_Problem to solve:_ From the records below, print exactly the lines starting at the one containing "sports data provider." and ending at the one containing "pub mod validation;", ends included, and nothing else.

-- Extracted data follows --

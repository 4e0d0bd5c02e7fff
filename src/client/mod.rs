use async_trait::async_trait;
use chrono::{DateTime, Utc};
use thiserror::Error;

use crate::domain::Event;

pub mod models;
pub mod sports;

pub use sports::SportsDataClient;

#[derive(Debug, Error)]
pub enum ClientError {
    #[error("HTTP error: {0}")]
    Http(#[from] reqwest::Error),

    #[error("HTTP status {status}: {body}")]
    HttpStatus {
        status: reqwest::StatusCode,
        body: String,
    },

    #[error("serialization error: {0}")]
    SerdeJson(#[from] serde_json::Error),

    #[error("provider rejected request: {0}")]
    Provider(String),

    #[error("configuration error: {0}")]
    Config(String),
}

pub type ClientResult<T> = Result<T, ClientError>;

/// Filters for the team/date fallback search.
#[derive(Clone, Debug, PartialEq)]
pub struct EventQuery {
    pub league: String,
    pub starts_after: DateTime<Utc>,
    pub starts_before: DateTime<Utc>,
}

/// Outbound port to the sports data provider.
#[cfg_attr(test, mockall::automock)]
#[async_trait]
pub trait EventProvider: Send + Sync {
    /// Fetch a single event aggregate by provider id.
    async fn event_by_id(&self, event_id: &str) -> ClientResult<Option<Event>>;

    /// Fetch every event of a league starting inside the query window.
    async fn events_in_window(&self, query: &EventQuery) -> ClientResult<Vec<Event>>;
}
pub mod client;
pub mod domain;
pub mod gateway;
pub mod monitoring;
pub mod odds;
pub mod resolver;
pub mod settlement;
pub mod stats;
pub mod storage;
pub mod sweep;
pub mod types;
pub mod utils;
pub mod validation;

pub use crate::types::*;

-- Extracted data concluded --
-- Extracted data follows --

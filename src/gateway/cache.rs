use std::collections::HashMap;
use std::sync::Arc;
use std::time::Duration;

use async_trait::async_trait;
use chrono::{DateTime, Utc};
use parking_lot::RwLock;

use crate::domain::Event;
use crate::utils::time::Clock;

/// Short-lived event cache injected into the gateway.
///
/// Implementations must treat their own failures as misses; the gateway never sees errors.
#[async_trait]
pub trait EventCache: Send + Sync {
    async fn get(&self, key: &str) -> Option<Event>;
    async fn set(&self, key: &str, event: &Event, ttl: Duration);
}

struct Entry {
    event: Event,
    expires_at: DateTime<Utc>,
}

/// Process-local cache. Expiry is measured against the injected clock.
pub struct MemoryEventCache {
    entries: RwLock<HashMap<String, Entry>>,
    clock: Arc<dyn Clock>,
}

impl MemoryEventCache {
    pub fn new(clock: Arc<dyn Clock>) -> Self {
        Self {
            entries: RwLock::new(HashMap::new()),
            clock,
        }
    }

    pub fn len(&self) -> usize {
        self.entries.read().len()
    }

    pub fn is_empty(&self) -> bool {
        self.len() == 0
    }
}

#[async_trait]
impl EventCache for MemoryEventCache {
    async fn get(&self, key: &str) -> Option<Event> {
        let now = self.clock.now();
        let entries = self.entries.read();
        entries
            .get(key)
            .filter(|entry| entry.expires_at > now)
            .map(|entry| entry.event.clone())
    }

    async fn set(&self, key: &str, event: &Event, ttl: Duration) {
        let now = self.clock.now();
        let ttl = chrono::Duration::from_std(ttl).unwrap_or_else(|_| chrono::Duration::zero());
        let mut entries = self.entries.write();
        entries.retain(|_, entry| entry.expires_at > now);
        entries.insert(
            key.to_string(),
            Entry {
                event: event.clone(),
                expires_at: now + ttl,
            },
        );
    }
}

-- Extracted data concluded --

_Your response:_
/// Outbound port to the sports data provider.
#[cfg_attr(test, mockall::automock)]
#[async_trait]
pub trait EventProvider: Send + Sync {
    /// Fetch a single event aggregate by provider id.
    async fn event_by_id(&self, event_id: &str) -> ClientResult<Option<Event>>;

    /// Fetch every event of a league starting inside the query window.
    async fn events_in_window(&self, query: &EventQuery) -> ClientResult<Vec<Event>>;
}
pub mod client;
pub mod domain;
pub mod gateway;
pub mod monitoring;
pub mod odds;
pub mod resolver;
pub mod settlement;
pub mod stats;
pub mod storage;
pub mod sweep;
pub mod types;
pub mod utils;
pub mod validation;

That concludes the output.